Bakışları şimşektir Türk'ün. Gönlü bozkır havasıdır en keskininden. Uçsuzdur, bucaksızdır, sonsuzdur hayalleri o bozkırlar kadar. Tozludur, nasırlıdır elleri o bozkırlar kadar...

Altay'ın balasıdır Türk... Altay'dan doğmuş, "ana" demiş ona; ihanet etmemiştir. Tanrı Dağlarının, Ergenekon'un soyundandır. Orkun'un, Selenga'nın, İrtiş'in ak sütünü emmiş; Aral'ın, Hazar'ın gök suyunda yunmuştur O...

Onun için; "tabiat"a direnmek, "öz"e direnmektir. "Öz"e direnmek ise, kainatın bütün gerçekliklerine, tarihin bütün yazdıklarına, bütün derslerine direnmektir. İnsanoğlu tabiata boyun eğmek zorundadır yaşamak için. Onun kurallarına göre yaşam tarzları geliştirmek mecburiyetindedir. Tabiat, gerçekliğin, hakikatin bizzat kendisidir. Tabiat, Türk'ün bizzat kendisidir...

TÜRK'E SİLAH ÇEKMEK; İNTİ-HAR ETMEKTİR...

Niceler denemiştir bunu. Niceler girmiştir yerin dibine kaybedişin en şiddetlisiyle.
Zalimin ecelidir Türk... Eceli gelen namert, Türk'le dalaşır.
Türk'e kılıç çekmek, kaybetmektir... O'na kafa tutmak, zeka geriliğine işarettir. Zira, tarih sayfaları, ona silah çekenlerin kanlarıyla sulanmıştır. Biraz okuyan, geçmişi biraz hatırlayan uluslar, Türk'e karşı davranışlarını yeniden gözden geçirmek zorundadırlar.

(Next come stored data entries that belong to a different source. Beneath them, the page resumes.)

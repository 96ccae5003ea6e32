use std::sync::Arc;

use anyhow::Result;
use clap::Parser;
use tracing::{info, warn};
use tracing_subscriber::{EnvFilter, fmt};

use trellis::{Address, FlatRouter, MemoryBlocks, Overlay, Router, Synchronizer, TreeRouter};

#[derive(Parser, Debug)]
#[command(name = "trellis")]
#[command(author, version, about, long_about = None)]
struct Args {
    /// Overlay endpoint of this node.
    #[arg(short, long, default_value = "http://127.0.0.1:2000")]
    bind: Address,

    /// Known peers of the overlay.
    #[arg(short, long = "peer", value_name = "ADDR")]
    peers: Vec<Address>,

    /// Routing tree height; 0 selects the flat strategy.
    #[arg(long, default_value = "0")]
    height: u32,

    /// Number of seed blocks in the in-memory chain.
    #[arg(long, default_value = "0")]
    blocks: u64,

    /// Orchestrate a synchronization round against the peers and exit.
    #[arg(long)]
    sync: bool,
}

#[tokio::main]
async fn main() -> Result<()> {
    let args = Args::parse();

    // Logging is opt-in through LLVL; unset keeps the node silent.
    let filter = EnvFilter::try_from_env("LLVL").unwrap_or_else(|_| EnvFilter::new("off"));
    fmt()
        .with_env_filter(filter)
        .with_target(true)
        .with_writer(std::io::stderr)
        .init();

    let router: Arc<dyn Router> = if args.height > 0 {
        Arc::new(TreeRouter::new(args.height))
    } else {
        Arc::new(FlatRouter)
    };

    let overlay = Overlay::bind(args.bind.clone(), router).await?;
    info!(addr = %args.bind, "node up");

    let chain = Arc::new(MemoryBlocks::with_count(args.blocks));
    let synchronizer = Synchronizer::new(&overlay, chain.clone(), chain)?;

    if args.sync {
        if args.peers.is_empty() {
            anyhow::bail!("--sync requires at least one --peer");
        }

        let mut events = synchronizer.sync(args.peers.clone());
        while events.changed().await.is_ok() {
            let event = events.borrow().clone();
            info!(
                soft = event.soft,
                hard = event.hard,
                errors = event.errors.len(),
                "synchronization progress"
            );

            if !event.errors.is_empty() {
                for error in &event.errors {
                    warn!(error = %error, "player failed to synchronize");
                }
            }
        }

        info!("synchronization round finished");
        overlay.close().await;
        return Ok(());
    }

    tokio::signal::ctrl_c().await?;
    info!("received shutdown signal, exiting gracefully");
    overlay.close().await;

    Ok(())
}
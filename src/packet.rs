//! Packet value type carried by sessions.
//!
//! A packet is a source, a set of destinations and an opaque payload.
//! The payload schema belongs to the protocol built on top of the
//! overlay; the session layer never inspects it.

use serde::{Deserialize, Serialize};

use crate::address::Address;

/// One unit of routed traffic. Immutable once built, except for
/// [`Packet::slice`] which carves out the locally-delivered part.
#[derive(Clone, Debug, PartialEq, Serialize, Deserialize)]
pub struct Packet {
    source: Address,
    destinations: Vec<Address>,
    payload: Vec<u8>,
}

impl Packet {
    pub fn new(source: Address, destinations: Vec<Address>, payload: Vec<u8>) -> Self {
        Self {
            source,
            destinations,
            payload,
        }
    }

    pub fn source(&self) -> &Address {
        &self.source
    }

    pub fn destinations(&self) -> &[Address] {
        &self.destinations
    }

    pub fn payload(&self) -> &[u8] {
        &self.payload
    }

    /// Replaces the destination set, keeping source and payload. Used
    /// by routing tables when partitioning a packet per next hop.
    pub fn with_destinations(&self, destinations: Vec<Address>) -> Self {
        Self {
            source: self.source.clone(),
            destinations,
            payload: self.payload.clone(),
        }
    }

    /// Removes every destination matching `me` and returns them as a
    /// sub-packet, or `None` when the packet holds nothing local.
    pub fn slice(&mut self, me: &Address) -> Option<Packet> {
        let mine = self.destinations.iter().filter(|d| *d == me).count();
        if mine == 0 {
            return None;
        }

        self.destinations.retain(|d| d != me);

        Some(Packet {
            source: self.source.clone(),
            destinations: vec![me.clone(); mine],
            payload: self.payload.clone(),
        })
    }
}

#[cfg(test)]
mod tests {
    use super::*;

    fn addr(port: u16) -> Address {
        format!("http://127.0.0.1:{}", port).parse().unwrap()
    }

    #[test]
    fn slice_removes_local_destinations() {
        let me = addr(1);
        let other = addr(2);

        let mut pkt = Packet::new(
            addr(9),
            vec![me.clone(), other.clone(), me.clone()],
            b"payload".to_vec(),
        );

        let mine = pkt.slice(&me).expect("local slice expected");
        assert_eq!(mine.destinations(), &[me.clone(), me.clone()]);
        assert_eq!(mine.payload(), b"payload");
        assert_eq!(pkt.destinations(), &[other]);

        assert!(pkt.slice(&me).is_none());
    }

    #[test]
    fn slice_of_foreign_packet_is_none() {
        let mut pkt = Packet::new(addr(9), vec![addr(2)], vec![]);
        assert!(pkt.slice(&addr(1)).is_none());
        assert_eq!(pkt.destinations().len(), 1);
    }
}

Peygamber sabrı vardır Türk'te. İç direnç mükemmeldir. Ama bardağın taşma noktasında, büyük bir infilak başlar. Volkanlar kaplar dört bir yanı; kandan nehirlerde boğulur alçak...

Türk'e silah çekenin başarı şansı, galibiyet ihtimali yoktur. "Savaş"ın babasıdır O... "İt dalaşı", Onunla "Bozkurt Vuruşu"na dönüşmüş; adına "Savaş" denmiştir. Savaşın yaratıcısına savaş açmak, ancak ahmakların işi olacaktır.

Ey Türk! Sen Tanrı'nın gölgesisin; sen tabiatsın, sen SAVAŞSIN...
Al silahını artık eline. Çıksın oğullar yuvalarından Ergenekon'dan çıkarcasına. Kana boyansın yedi iklim. Yarılsın yerin bağrı. Kopsun kıyamet. Yetsin artık tutsaklığın...

Yeter artık beklediğin...

Çünkü;

Türk'e karşı durmak, Tanrı'ya karşı durmaktır,

Çünkü;

Türk'e direnmek, tabiata direnmektir,

Çünkü;

Türk'e silah çekmek, intihar etmektir...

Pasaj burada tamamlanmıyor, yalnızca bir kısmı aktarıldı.